Finally, the chromoshadow domain (CSD) is involved in homo- and/or heterodimerization and interaction with other proteins. The overall structure of the CSD domain is very similar to that of the CD. However, it has a particular domain that is involved in dimerization, with conserved residues that are unique to the CSD and localize at the dimer interface. As a result, this dimer structure creates a nonpolar groove that can accommodate HP1-interacting proteins containing the consensus sequence PXVXL55. Like this, almost all HP1 partners described interact

through the CSD.

So far, many proteins have been shown to interact with HP1 family of proteins (Figure I9).
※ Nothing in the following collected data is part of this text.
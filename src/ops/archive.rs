use chrono::{DateTime, Duration, Utc};

use crate::error::{OpError, ValidationError};
use crate::model::{Position, TaskId};
use crate::ops::{hierarchy, order};
use crate::store::Store;

/// How an archive toggle touched the space's root order
#[derive(Debug, Clone, Copy, PartialEq, Eq)]
pub enum OrderChange {
    Unchanged,
    /// Root removed from `task_order` at this index
    Removed(usize),
    /// Root appended to `task_order`
    Appended,
}

/// Previous archive flags of every task an archive toggle changed
#[derive(Debug, Clone, PartialEq)]
pub struct ArchiveChange {
    pub root: TaskId,
    pub flags: Vec<(TaskId, bool, Option<DateTime<Utc>>)>,
    pub order: OrderChange,
}

impl ArchiveChange {
    pub fn is_empty(&self) -> bool {
        self.flags.is_empty() && self.order == OrderChange::Unchanged
    }
}

/// Archive a task and its whole subtree. A root leaves the space order.
pub fn archive(store: &mut Store, id: &TaskId, now: DateTime<Utc>) -> Result<ArchiveChange, OpError> {
    let task = store.task(id).ok_or_else(|| OpError::task_not_found(id))?;
    let space_id = task.space_id.clone();
    let is_root = task.is_root();

    let mut subtree = vec![id.clone()];
    subtree.extend(hierarchy::descendants(store, id));

    let mut change = ArchiveChange {
        root: id.clone(),
        flags: Vec::new(),
        order: OrderChange::Unchanged,
    };
    for tid in &subtree {
        if let Some(t) = store.task_mut(tid)
            && !t.is_archived
        {
            change.flags.push((tid.clone(), t.is_archived, t.archived_at));
            t.is_archived = true;
            t.archived_at = Some(now);
        }
    }
    if is_root
        && let Some(space) = store.space_mut(&space_id)
        && let Some(idx) = order::remove_from(&mut space.task_order, id)
    {
        change.order = OrderChange::Removed(idx);
    }
    Ok(change)
}

/// Bring an archived task and its subtree back. A root rejoins the end of
/// the space order. Refused while an ancestor is still archived or when the
/// restored tasks would overflow the space.
pub fn unarchive(store: &mut Store, id: &TaskId, limit: usize) -> Result<ArchiveChange, OpError> {
    let task = store.task(id).ok_or_else(|| OpError::task_not_found(id))?;
    let space_id = task.space_id.clone();
    let is_root = task.is_root();

    if task
        .ancestors
        .iter()
        .any(|a| store.task(a).is_some_and(|t| t.is_archived))
    {
        return Err(ValidationError::ArchivedAncestor(id.clone()).into());
    }

    let mut subtree = vec![id.clone()];
    subtree.extend(hierarchy::descendants(store, id));
    let returning = subtree
        .iter()
        .filter(|tid| store.task(tid).is_some_and(|t| t.is_archived))
        .count();
    if returning > 0 && store.active_task_count(&space_id) + returning > limit {
        return Err(ValidationError::SpaceFull {
            space: space_id,
            limit,
        }
        .into());
    }

    let mut change = ArchiveChange {
        root: id.clone(),
        flags: Vec::new(),
        order: OrderChange::Unchanged,
    };
    for tid in &subtree {
        if let Some(t) = store.task_mut(tid)
            && t.is_archived
        {
            change.flags.push((tid.clone(), t.is_archived, t.archived_at));
            t.is_archived = false;
            t.archived_at = None;
        }
    }
    if is_root
        && let Some(space) = store.space_mut(&space_id)
        && !space.task_order.contains(id)
    {
        order::insert_at(&mut space.task_order, id.clone(), &Position::End);
        change.order = OrderChange::Appended;
    }
    Ok(change)
}

/// Undo an archive toggle
pub fn revert(store: &mut Store, change: &ArchiveChange) {
    for (tid, archived, at) in &change.flags {
        if let Some(t) = store.task_mut(tid) {
            t.is_archived = *archived;
            t.archived_at = *at;
        }
    }
    let Some(space_id) = store.task(&change.root).map(|t| t.space_id.clone()) else {
        return;
    };
    let Some(space) = store.space_mut(&space_id) else {
        return;
    };
    match change.order {
        OrderChange::Unchanged => {}
        OrderChange::Removed(idx) => {
            order::remove_from(&mut space.task_order, &change.root);
            let idx = idx.min(space.task_order.len());
            space.task_order.insert(idx, change.root.clone());
        }
        OrderChange::Appended => {
            order::remove_from(&mut space.task_order, &change.root);
        }
    }
}

/// Archived tasks older than the retention window. Only the topmost task of
/// each expired subtree is returned, since deleting it cascades.
pub fn expired(store: &Store, now: DateTime<Utc>, retention_days: u32) -> Vec<TaskId> {
    let cutoff = now - Duration::days(i64::from(retention_days));
    let is_expired = |id: &TaskId| {
        store
            .task(id)
            .is_some_and(|t| t.is_archived && t.archived_at.is_some_and(|at| at <= cutoff))
    };
    store
        .tasks()
        .filter(|t| is_expired(&t.id))
        .filter(|t| !t.ancestors.iter().any(|a| is_expired(a)))
        .map(|t| t.id.clone())
        .collect()
}
//! Error types shared by the store operations.
//!
//! - `ValidationError`: the request is refused before anything is applied
//! - `ReferenceError`: the request names an id that is no longer present;
//!   callers treat these as silent no-ops

use crate::model::{OrderContext, SpaceId, TaskId};

#[derive(Debug, Clone, PartialEq, thiserror::Error)]
pub enum ValidationError {
    #[error("cannot add subtask: maximum nesting depth (3 levels) reached under {0}")]
    MaxDepthReached(TaskId),
    #[error("space {space} already holds the maximum of {limit} tasks")]
    SpaceFull { space: SpaceId, limit: usize },
    #[error("cannot nest {child} under itself or one of its descendants ({parent})")]
    Cycle { child: TaskId, parent: TaskId },
    #[error("cannot move {child} into another space ({space})")]
    CrossSpace { child: TaskId, space: SpaceId },
    #[error("{0} is still awaiting confirmation")]
    Unconfirmed(TaskId),
    #[error("{0} is archived under an archived ancestor; unarchive the ancestor first")]
    ArchivedAncestor(TaskId),
    #[error("name must not be empty")]
    EmptyName,
    #[error("{0}")]
    Rejected(String),
}

#[derive(Debug, Clone, PartialEq, Eq, thiserror::Error)]
pub enum ReferenceError {
    #[error("task not found: {0}")]
    Task(TaskId),
    #[error("space not found: {0}")]
    Space(SpaceId),
    #[error("order context not found: {0}")]
    Context(OrderContext),
    #[error("{item} is not listed in {context}")]
    NotInContext { item: TaskId, context: OrderContext },
}

/// Error returned by store operations
#[derive(Debug, Clone, PartialEq, thiserror::Error)]
pub enum OpError {
    #[error(transparent)]
    Validation(#[from] ValidationError),
    #[error(transparent)]
    Reference(#[from] ReferenceError),
}

impl OpError {
    pub fn task_not_found(id: &TaskId) -> OpError {
        OpError::Reference(ReferenceError::Task(id.clone()))
    }

    pub fn space_not_found(id: &SpaceId) -> OpError {
        OpError::Reference(ReferenceError::Space(id.clone()))
    }
}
Some of them, like Suv39h1, Dnmt3a and Dnmt3b are clearly involved in the most common of HP1 functions that is the formation of heterochromatin. Suv39h1 is the histone methyltransferase (HMT) that catalyzes H3K9 trimethylation56. Interestingly, Suv39h1 is able

to interact with HP1 through its CSD domain57,58. In this way, it is proposed that, once Suv39h1 methylates H3K9, HP1 binds there and is able to recruit more Suv39h1 establishing a ‘self-sustaining’ loop that would explain how heterochromatin may propagate once an initiating site has been established48,49. This model has been also extended to DNA

methylation, as both HP1 and Suv39h1 recruit DNMTs59.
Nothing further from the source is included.